To secure data, WEP uses the RC4 algorithm to encrypt the packets of information as they are sent out from the access point or wireless network card. This is the same algorithm used in many other Internet applications that require security, such as Secure Sockets Layer (SSL). SSL is the most common protocol used by online stores to encrypt customer information sent over the Internet. This reduces the risk of a hacker sniffing the customer's credit card information off the wire and adds a layer of protection to the transaction process.
RC4 is a secure algorithm, and should remain so for several years to come. However, in this case it is the specific wireless implementation of the RC4 algorithm with respect to the initialization vector that is at fault.
In general, it is difficult to correctly implement strong cryptography.
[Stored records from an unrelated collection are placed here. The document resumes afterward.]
//! Type-directed conversion of raw record tokens into [`Value`]s.

use crate::ast::{FieldDef, FieldDefault, Mode, Schema, TypeDef, Value};
use crate::error::{record_warning, ErrorCode, MaxiError, SourceRef, Warning};
use crate::scanner::{first_top_level_char, split_top_level, unescape, unquote};
use indexmap::IndexMap;

/// Splits positional record content on `|`.
///
/// Content without quotes, brackets or escapes takes a plain split.
pub fn split_values(content: &str) -> Vec<&str> {
    if content.trim().is_empty() {
        return Vec::new();
    }
    if content.contains(|c: char| "\"()[]{}\\".contains(c)) {
        split_top_level(content, '|')
    } else {
        content.split('|').collect()
    }
}

/// `-?\d+`
pub fn is_int_literal(text: &str) -> bool {
    let digits = text.strip_prefix('-').unwrap_or(text);
    !digits.is_empty() && digits.bytes().all(|b| b.is_ascii_digit())
}

/// Number for `-?\d+`, `-?\d+\.\d+` and `-?\d+\.`. The last form yields an integer.
pub fn parse_number(text: &str) -> Option<Value> {
    if is_int_literal(text) {
        return Some(parse_int(text));
    }
    let (whole, frac) = text.split_once('.')?;
    if !is_int_literal(whole) {
        return None;
    }
    if frac.is_empty() {
        return Some(parse_int(whole));
    }
    if !frac.bytes().all(|b| b.is_ascii_digit()) {
        return None;
    }
    text.parse::<f64>().ok().map(Value::Decimal)
}

fn parse_int(text: &str) -> Value {
    match text.parse::<i64>() {
        Ok(n) => Value::Int(n),
        Err(_) => text
            .parse::<f64>()
            .map(Value::Decimal)
            .unwrap_or_else(|_| Value::String(text.to_string())),
    }
}

fn is_base64_alphabet(text: &str) -> bool {
    !text.is_empty()
        && text
            .bytes()
            .all(|b| b.is_ascii_alphanumeric() || b == b'+' || b == b'/')
}

enum Slot<'t> {
    Token(&'t str),
    Value(Value),
}

/// Coerces the values of one record, including everything nested inside it.
pub struct Coercer<'a, 'w> {
    schema: &'a Schema,
    mode: Mode,
    src: SourceRef<'a>,
    offset: usize,
    len: usize,
    line: usize,
    warnings: &'w mut Vec<Warning>,
}

impl<'a, 'w> Coercer<'a, 'w> {
    pub(crate) fn new(
        schema: &'a Schema,
        src: SourceRef<'a>,
        offset: usize,
        len: usize,
        line: usize,
        warnings: &'w mut Vec<Warning>,
    ) -> Self {
        Coercer {
            schema,
            mode: schema.mode,
            src,
            offset,
            len,
            line,
            warnings,
        }
    }

    /// Coercer detached from any source text, for coercing standalone tokens.
    pub fn standalone(schema: &'a Schema, warnings: &'w mut Vec<Warning>) -> Self {
        Self::new(schema, SourceRef::new("value", ""), 0, 0, 0, warnings)
    }

    /// Coerces one token against an optional field definition.
    pub fn coerce(&mut self, token: &str, field: Option<&FieldDef>) -> Result<Value, MaxiError> {
        let token = token.trim();
        if token.is_empty() {
            return self.default_for(field);
        }
        self.coerce_present(token, field)
    }

    fn coerce_present(&mut self, t: &str, field: Option<&FieldDef>) -> Result<Value, MaxiError> {
        if t == "~" {
            return Ok(Value::Null);
        }
        let wrapped = |open: char, close: char| t.len() >= 2 && t.starts_with(open) && t.ends_with(close);
        if wrapped('[', ']') {
            return self.array(&t[1..t.len() - 1], field);
        }
        if wrapped('{', '}') {
            return self.map(&t[1..t.len() - 1], field);
        }
        if wrapped('(', ')') {
            return self.inline_object(&t[1..t.len() - 1], field);
        }
        if wrapped('"', '"') {
            return Ok(Value::String(unescape(&t[1..t.len() - 1])));
        }
        Ok(self.scalar(t, field))
    }

    fn default_for(&mut self, field: Option<&FieldDef>) -> Result<Value, MaxiError> {
        let Some(field) = field else {
            return Ok(Value::Null);
        };
        match &field.default {
            None => Ok(Value::Null),
            Some(FieldDefault::Quoted(s)) => Ok(Value::String(s.clone())),
            Some(FieldDefault::Raw(raw)) => {
                let raw = raw.trim();
                if raw == "~" {
                    Ok(Value::Null)
                } else if field.type_expr.is_none() || raw.is_empty() {
                    Ok(Value::String(raw.to_string()))
                } else {
                    self.coerce_present(raw, Some(field))
                }
            }
        }
    }

    fn array(&mut self, inner: &str, field: Option<&FieldDef>) -> Result<Value, MaxiError> {
        if inner.trim().is_empty() {
            return Ok(Value::Array(Vec::new()));
        }
        let element = field.and_then(|f| f.element_type().map(|ty| f.derived(ty)));
        split_top_level(inner, ',')
            .into_iter()
            .map(|item| self.coerce(item, element.as_ref()))
            .collect::<Result<Vec<_>, _>>()
            .map(Value::Array)
    }

    fn map(&mut self, inner: &str, field: Option<&FieldDef>) -> Result<Value, MaxiError> {
        let value_field = field.and_then(|f| f.map_value_type().map(|ty| f.derived(ty)));
        let mut entries = IndexMap::new();
        for entry in split_top_level(inner, ',') {
            let entry = entry.trim();
            if entry.is_empty() {
                continue;
            }
            let (key, raw) = match first_top_level_char(entry, ':') {
                Some(i) => (&entry[..i], &entry[i + 1..]),
                None => (entry, ""),
            };
            let key = unquote(key).unwrap_or_else(|| key.trim().to_string());
            let value = self.coerce(raw, value_field.as_ref())?;
            entries.insert(key, value);
        }
        Ok(Value::Map(entries))
    }

    fn inline_object(&mut self, inner: &str, field: Option<&FieldDef>) -> Result<Value, MaxiError> {
        let schema = self.schema;
        let target = field
            .and_then(FieldDef::base_type)
            .and_then(|name| schema.type_for(name));
        match target {
            Some(type_def) => {
                let values = self.coerce_positional(type_def, inner)?;
                Ok(Value::Object(
                    type_def
                        .fields
                        .iter()
                        .map(|f| f.name.clone())
                        .zip(values)
                        .collect(),
                ))
            }
            None => self.coerce_untyped(inner).map(Value::Tuple),
        }
    }

    fn scalar(&self, t: &str, field: Option<&FieldDef>) -> Value {
        let Some(field) = field else {
            return self.guess(t);
        };
        let Some(base) = field.base_type() else {
            return self.guess(t);
        };
        if let Some(target) = self.schema.type_for(base) {
            // A bare token in a field typed as another type is a reference by id.
            return match target.id_field() {
                Some(id) => match id.base_type() {
                    Some(id_ty) if self.schema.type_for(id_ty).is_none() => {
                        self.builtin(t, id_ty, id.annotation.as_deref())
                    }
                    Some(_) => Value::String(t.to_string()),
                    None => self.guess(t),
                },
                None => Value::String(t.to_string()),
            };
        }
        self.builtin(t, base, field.annotation.as_deref())
    }

    fn builtin(&self, t: &str, base: &str, annotation: Option<&str>) -> Value {
        match base {
            "bool" | "boolean" => match t {
                "1" | "true" => Value::Bool(true),
                "0" | "false" => Value::Bool(false),
                _ => Value::String(t.to_string()),
            },
            "int" | "integer" if is_int_literal(t) => parse_int(t),
            "decimal" | "float" | "number" => {
                parse_number(t).unwrap_or_else(|| Value::String(t.to_string()))
            }
            "bytes"
                if self.mode == Mode::Lax
                    && annotation == Some("base64")
                    && is_base64_alphabet(t)
                    && t.len() % 4 != 0 =>
            {
                let mut padded = t.to_string();
                while padded.len() % 4 != 0 {
                    padded.push('=');
                }
                Value::String(padded)
            }
            _ => Value::String(t.to_string()),
        }
    }

    /// Untyped tokens are only read as numbers in lax mode.
    fn guess(&self, t: &str) -> Value {
        match self.mode {
            Mode::Lax => parse_number(t).unwrap_or_else(|| Value::String(t.to_string())),
            Mode::Strict => Value::String(t.to_string()),
        }
    }

    /// Coerces `|`-separated content against a type's fields by position, applying
    /// discriminator inference, count checks and default back-fill.
    pub fn coerce_positional(
        &mut self,
        type_def: &TypeDef,
        content: &str,
    ) -> Result<Vec<Value>, MaxiError> {
        let fields = &type_def.fields;
        let mut slots: Vec<Slot<'_>> = split_values(content).into_iter().map(Slot::Token).collect();

        if self.mode == Mode::Lax && slots.len() + 1 == fields.len() {
            if let Some(pos) = fields.iter().position(|f| f.name == "type") {
                let value = match &fields[pos].default {
                    Some(_) => self.default_for(Some(&fields[pos]))?,
                    None => Value::String(
                        type_def
                            .name
                            .as_deref()
                            .unwrap_or(&type_def.alias)
                            .to_lowercase(),
                    ),
                };
                slots.insert(pos, Slot::Value(value));
            }
        }

        if self.mode == Mode::Strict {
            if slots.len() > fields.len() {
                let at = self.src.at(self.offset, self.len);
                return Err(MaxiError::SchemaMismatch {
                    alias: type_def.alias.clone(),
                    expected: fields.len(),
                    found: slots.len(),
                    src: at.src,
                    span: at.span,
                    line: at.line,
                    column: at.column,
                });
            }
            if let Some(missing) = fields
                .iter()
                .skip(slots.len())
                .find(|f| f.default.is_none() && f.is_required())
            {
                return Err(self.missing_required(type_def, missing));
            }
        }

        let mut slots = slots.into_iter();
        let mut values = Vec::with_capacity(fields.len());
        for field in fields {
            let value = match slots.next() {
                Some(Slot::Value(value)) => value,
                Some(Slot::Token(token)) => self.coerce(token, Some(field))?,
                None => self.default_for(Some(field))?,
            };
            if value.is_null() && field.is_required() {
                match self.mode {
                    Mode::Strict => return Err(self.missing_required(type_def, field)),
                    Mode::Lax => record_warning(
                        self.warnings,
                        Warning {
                            code: ErrorCode::MissingRequiredField,
                            message: format!(
                                "Required field `{}` of `{}` is null",
                                field.name, type_def.alias
                            ),
                            line: Some(self.line),
                            filename: Some(self.src.name.to_string()),
                        },
                    ),
                }
            }
            values.push(value);
        }
        Ok(values)
    }

    /// Coerces content without any field schema.
    pub fn coerce_untyped(&mut self, content: &str) -> Result<Vec<Value>, MaxiError> {
        split_values(content)
            .into_iter()
            .map(|token| self.coerce(token, None))
            .collect()
    }

    fn missing_required(&self, type_def: &TypeDef, field: &FieldDef) -> MaxiError {
        let at = self.src.at(self.offset, self.len);
        MaxiError::MissingRequiredField {
            alias: type_def.alias.clone(),
            field: field.name.clone(),
            src: at.src,
            span: at.span,
            line: at.line,
            column: at.column,
        }
    }
}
Even if a vendor implements a cipher that is known to be very strong, many times the implementation can weaken the cipher or make it ineffective . Implementation oversights could be as simple as insecure key storage, poor random number generation, or flaws in key generation routines. All of these functions may comprise a cipher without actually being part of the cipher itself. The cipher is at the mercy of these outside functions, and can thus be circumvented or weakened by flaws in those dependencies.
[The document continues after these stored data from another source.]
use indexmap::map::Entry;
use indexmap::IndexMap;
use serde::ser::{SerializeMap, SerializeSeq};
use serde::{Serialize, Serializer};
use std::collections::HashMap;
use std::fmt::{self, Display};

/// The only `@version` value this implementation accepts.
pub const SUPPORTED_VERSION: &str = "1.0.0";

#[derive(Debug, Clone, Copy, PartialEq, Eq, Default, Serialize)]
#[serde(rename_all = "lowercase")]
pub enum Mode {
    Strict,
    #[default]
    Lax,
}

impl Mode {
    pub fn as_str(&self) -> &'static str {
        match self {
            Mode::Strict => "strict",
            Mode::Lax => "lax",
        }
    }

    pub fn parse(text: &str) -> Option<Mode> {
        match text {
            "strict" => Some(Mode::Strict),
            "lax" => Some(Mode::Lax),
            _ => None,
        }
    }
}

impl Display for Mode {
    fn fmt(&self, f: &mut fmt::Formatter<'_>) -> fmt::Result {
        f.write_str(self.as_str())
    }
}

// --- Schema ---

/// All type definitions of a document, its own plus everything pulled in by `@schema`.
///
/// Types are keyed by alias in declaration order. The display-name index is built
/// by [`Schema::finalize`] once inheritance has been resolved.
#[derive(Debug, Clone, Serialize)]
pub struct Schema {
    pub version: String,
    pub mode: Mode,
    pub imports: Vec<String>,
    pub(crate) types: IndexMap<String, TypeDef>,
    #[serde(skip)]
    names: HashMap<String, String>,
}

impl Default for Schema {
    fn default() -> Self {
        Schema {
            version: SUPPORTED_VERSION.to_string(),
            mode: Mode::default(),
            imports: Vec::new(),
            types: IndexMap::new(),
            names: HashMap::new(),
        }
    }
}

impl Schema {
    pub fn new() -> Self {
        Self::default()
    }

    /// Types in declaration order.
    pub fn types(&self) -> impl Iterator<Item = &TypeDef> {
        self.types.values()
    }

    pub fn len(&self) -> usize {
        self.types.len()
    }

    pub fn is_empty(&self) -> bool {
        self.types.is_empty()
    }

    pub fn contains(&self, alias: &str) -> bool {
        self.types.contains_key(alias)
    }

    pub fn get(&self, alias: &str) -> Option<&TypeDef> {
        self.types.get(alias)
    }

    pub(crate) fn position(&self, alias: &str) -> Option<usize> {
        self.types.get_index_of(alias)
    }

    /// Adds a type. Hands the definition back if its alias is already taken.
    pub fn insert(&mut self, type_def: TypeDef) -> Result<(), Box<TypeDef>> {
        match self.types.entry(type_def.alias.clone()) {
            Entry::Occupied(_) => Err(Box::new(type_def)),
            Entry::Vacant(slot) => {
                slot.insert(type_def);
                Ok(())
            }
        }
    }

    /// Builds the display-name -> alias index. Called once types are resolved.
    pub fn finalize(&mut self) {
        self.names = self
            .types
            .values()
            .filter_map(|t| t.name.as_ref().map(|n| (n.clone(), t.alias.clone())))
            .collect();
    }

    /// Maps an alias or a display name onto the alias of a known type.
    pub fn resolve_alias<'a>(&'a self, name_or_alias: &'a str) -> Option<&'a str> {
        if self.types.contains_key(name_or_alias) {
            return Some(name_or_alias);
        }
        self.names.get(name_or_alias).map(String::as_str)
    }

    pub fn type_for(&self, name_or_alias: &str) -> Option<&TypeDef> {
        self.resolve_alias(name_or_alias).and_then(|a| self.get(a))
    }

    /// Display name of a type's alias, when it has one.
    pub fn name_of(&self, alias: &str) -> Option<&str> {
        self.get(alias).and_then(|t| t.name.as_deref())
    }
}

#[derive(Debug, Clone, Copy, PartialEq, Eq, Default)]
pub enum ResolutionState {
    #[default]
    Unresolved,
    Resolving,
    Resolved,
}

#[derive(Debug, Clone, PartialEq, Serialize)]
pub struct TypeDef {
    pub alias: String,
    pub name: Option<String>,
    pub parents: Vec<String>,
    /// Fields as written in this type's own header.
    pub declared_fields: Vec<FieldDef>,
    /// Final field list with inherited fields merged in. Equal to
    /// `declared_fields` until the type is resolved.
    pub fields: Vec<FieldDef>,
    #[serde(skip)]
    pub state: ResolutionState,
    /// Import path the type was loaded from, `None` for the parsed document itself.
    pub origin: Option<String>,
    #[serde(skip)]
    pub(crate) offset: usize,
    pub line: usize,
}

impl TypeDef {
    pub fn new(alias: impl Into<String>) -> Self {
        TypeDef {
            alias: alias.into(),
            name: None,
            parents: Vec::new(),
            declared_fields: Vec::new(),
            fields: Vec::new(),
            state: ResolutionState::Unresolved,
            origin: None,
            offset: 0,
            line: 0,
        }
    }

    pub fn field(&self, name: &str) -> Option<&FieldDef> {
        self.fields.iter().find(|f| f.name == name)
    }

    /// The first identifier field, if the type has one.
    pub fn id_field(&self) -> Option<&FieldDef> {
        self.fields.iter().find(|f| f.is_identifier())
    }

    pub fn is_resolved(&self) -> bool {
        self.state == ResolutionState::Resolved
    }
}

#[derive(Debug, Clone, PartialEq, Serialize)]
#[serde(tag = "kind", content = "value", rename_all = "lowercase")]
pub enum FieldDefault {
    /// Written as a double-quoted literal; holds the unescaped text.
    Quoted(String),
    Raw(String),
}

impl FieldDefault {
    pub fn as_str(&self) -> &str {
        match self {
            FieldDefault::Quoted(s) | FieldDefault::Raw(s) => s,
        }
    }
}

#[derive(Debug, Clone, PartialEq, Default, Serialize)]
pub struct FieldDef {
    pub name: String,
    pub type_expr: Option<String>,
    pub annotation: Option<String>,
    pub constraints: Vec<Constraint>,
    pub default: Option<FieldDefault>,
}

impl FieldDef {
    pub fn new(name: impl Into<String>) -> Self {
        FieldDef {
            name: name.into(),
            ..Default::default()
        }
    }

    pub fn is_required(&self) -> bool {
        self.constraints.contains(&Constraint::Required)
    }

    pub fn is_identifier(&self) -> bool {
        self.name == "id" || self.constraints.contains(&Constraint::Id)
    }

    /// Type expression with every array suffix and any `map<...>` wrapper removed.
    /// For a map this is the value type.
    pub fn base_type(&self) -> Option<&str> {
        let mut ty = self.type_expr.as_deref()?.trim();
        loop {
            if let Some(stripped) = ty.strip_suffix("[]") {
                ty = stripped.trim_end();
            } else if let Some(value) = map_value_type(ty) {
                ty = value;
            } else {
                return Some(ty);
            }
        }
    }

    /// Type expression with one trailing `[]` removed, when the field is an array.
    pub fn element_type(&self) -> Option<&str> {
        self.type_expr
            .as_deref()
            .and_then(|t| t.trim().strip_suffix("[]"))
            .map(str::trim_end)
    }

    pub fn is_array(&self) -> bool {
        self.element_type().is_some()
    }

    /// Value type of a `map<...>` type expression.
    pub fn map_value_type(&self) -> Option<&str> {
        self.type_expr.as_deref().and_then(|t| map_value_type(t.trim()))
    }

    /// A field carrying only a type expression and the annotation, used to coerce
    /// array elements and map values.
    pub(crate) fn derived(&self, type_expr: &str) -> FieldDef {
        FieldDef {
            name: self.name.clone(),
            type_expr: Some(type_expr.to_string()),
            annotation: self.annotation.clone(),
            constraints: Vec::new(),
            default: None,
        }
    }
}

/// `map<V>` yields `V`, `map<K,V>` yields `V`.
pub fn map_value_type(type_expr: &str) -> Option<&str> {
    let inner = type_expr.strip_prefix("map<")?.strip_suffix('>')?;
    crate::scanner::split_top_level(inner, ',')
        .last()
        .map(|s| s.trim())
        .filter(|s| !s.is_empty())
}

// --- Constraints ---

#[derive(Debug, Clone, Copy, PartialEq, Eq, Serialize)]
pub enum Comparator {
    #[serde(rename = ">=")]
    Ge,
    #[serde(rename = ">")]
    Gt,
    #[serde(rename = "<=")]
    Le,
    #[serde(rename = "<")]
    Lt,
    #[serde(rename = "=")]
    Eq,
}

impl Comparator {
    pub fn as_str(&self) -> &'static str {
        match self {
            Comparator::Ge => ">=",
            Comparator::Gt => ">",
            Comparator::Le => "<=",
            Comparator::Lt => "<",
            Comparator::Eq => "=",
        }
    }

    /// Strips a leading comparison operator, longest operator first.
    pub fn split_prefix(text: &str) -> Option<(Comparator, &str)> {
        [
            (">=", Comparator::Ge),
            ("<=", Comparator::Le),
            (">", Comparator::Gt),
            ("<", Comparator::Lt),
            ("=", Comparator::Eq),
        ]
        .into_iter()
        .find_map(|(op, cmp)| text.strip_prefix(op).map(|rest| (cmp, rest)))
    }
}

#[derive(Debug, Clone, PartialEq, Serialize)]
#[serde(untagged)]
pub enum ConstraintValue {
    Number(f64),
    Literal(String),
}

impl Display for ConstraintValue {
    fn fmt(&self, f: &mut fmt::Formatter<'_>) -> fmt::Result {
        match self {
            ConstraintValue::Number(n) => write!(f, "{n}"),
            ConstraintValue::Literal(s) => f.write_str(s),
        }
    }
}

#[derive(Debug, Clone, PartialEq, Serialize)]
#[serde(tag = "kind", rename_all = "snake_case")]
pub enum Constraint {
    Required,
    Id,
    Comparison {
        operator: Comparator,
        value: ConstraintValue,
    },
    Pattern {
        pattern: String,
    },
    Mime {
        types: Vec<String>,
    },
    ExactLength {
        length: usize,
    },
    DecimalPrecision {
        precision: String,
    },
}

impl Display for Constraint {
    fn fmt(&self, f: &mut fmt::Formatter<'_>) -> fmt::Result {
        match self {
            Constraint::Required => f.write_str("!"),
            Constraint::Id => f.write_str("id"),
            Constraint::Comparison { operator, value } => {
                write!(f, "{}{value}", operator.as_str())
            }
            Constraint::Pattern { pattern }
                if pattern.contains(|c: char| matches!(c, ',' | '"' | '(' | ')')) =>
            {
                write!(f, "pattern:{}", crate::scanner::quote_pattern(pattern))
            }
            Constraint::Pattern { pattern } => write!(f, "pattern:{pattern}"),
            Constraint::Mime { types } if types.len() == 1 => write!(f, "mime:{}", types[0]),
            Constraint::Mime { types } => write!(f, "mime:[{}]", types.join(",")),
            Constraint::ExactLength { length } => write!(f, "={length}"),
            Constraint::DecimalPrecision { precision } => f.write_str(precision),
        }
    }
}

// --- Records ---

/// A coerced record value.
///
/// `Map` comes from `{k:v}` syntax (a repeated key keeps its first position and
/// its last value), `Object` from an inline `(...)` value matched to
/// a known type (keyed by field name) and `Tuple` from an inline value whose type
/// could not be resolved.
#[derive(Debug, Clone, PartialEq)]
pub enum Value {
    Null,
    Bool(bool),
    Int(i64),
    Decimal(f64),
    String(String),
    Array(Vec<Value>),
    Map(IndexMap<String, Value>),
    Object(IndexMap<String, Value>),
    Tuple(Vec<Value>),
}

impl Value {
    pub fn is_null(&self) -> bool {
        matches!(self, Value::Null)
    }

    pub fn as_str(&self) -> Option<&str> {
        match self {
            Value::String(s) => Some(s),
            _ => None,
        }
    }

    /// Looks up a key of a `Map` or a field of an `Object`.
    pub fn get(&self, key: &str) -> Option<&Value> {
        match self {
            Value::Map(entries) | Value::Object(entries) => entries.get(key),
            _ => None,
        }
    }
}

impl From<&str> for Value {
    fn from(s: &str) -> Self {
        Value::String(s.to_string())
    }
}

impl From<i64> for Value {
    fn from(n: i64) -> Self {
        Value::Int(n)
    }
}

impl Serialize for Value {
    fn serialize<S>(&self, serializer: S) -> Result<S::Ok, S::Error>
    where
        S: Serializer,
    {
        match self {
            Value::Null => serializer.serialize_none(),
            Value::Bool(b) => serializer.serialize_bool(*b),
            Value::Int(n) => serializer.serialize_i64(*n),
            Value::Decimal(n) => serializer.serialize_f64(*n),
            Value::String(s) => serializer.serialize_str(s),
            Value::Array(items) | Value::Tuple(items) => {
                let mut seq = serializer.serialize_seq(Some(items.len()))?;
                for item in items {
                    seq.serialize_element(item)?;
                }
                seq.end()
            }
            Value::Map(entries) | Value::Object(entries) => {
                let mut map = serializer.serialize_map(Some(entries.len()))?;
                for (k, v) in entries {
                    map.serialize_entry(k, v)?;
                }
                map.end()
            }
        }
    }
}

#[derive(Debug, Clone, PartialEq, Serialize)]
pub struct Record {
    pub alias: String,
    pub values: Vec<Value>,
    pub line: usize,
}

impl Record {
    /// Value of a named field, looked up through the record's type.
    pub fn get<'a>(&'a self, schema: &Schema, field: &str) -> Option<&'a Value> {
        let type_def = schema.get(&self.alias)?;
        let index = type_def.fields.iter().position(|f| f.name == field)?;
        self.values.get(index)
    }
}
As you will learn, implementation oversights in WEP include a small IV space (IV collisions), large amounts of known plaintext in IP traffic, IV weaknesses, no key exchange/management mechanisms (which leads to the same shared key for all users), very weak packet integrity protection (CRC32), lack of replay protection, and a flawed authentication system. Items not addressed by the 802.11 WEP definitions, such as IV incrementing, also lead to problems with WEP implementations. Most implementations start IV counters at zero upon card initialization, and IV collisions between nodes is very common when users boot in the morning.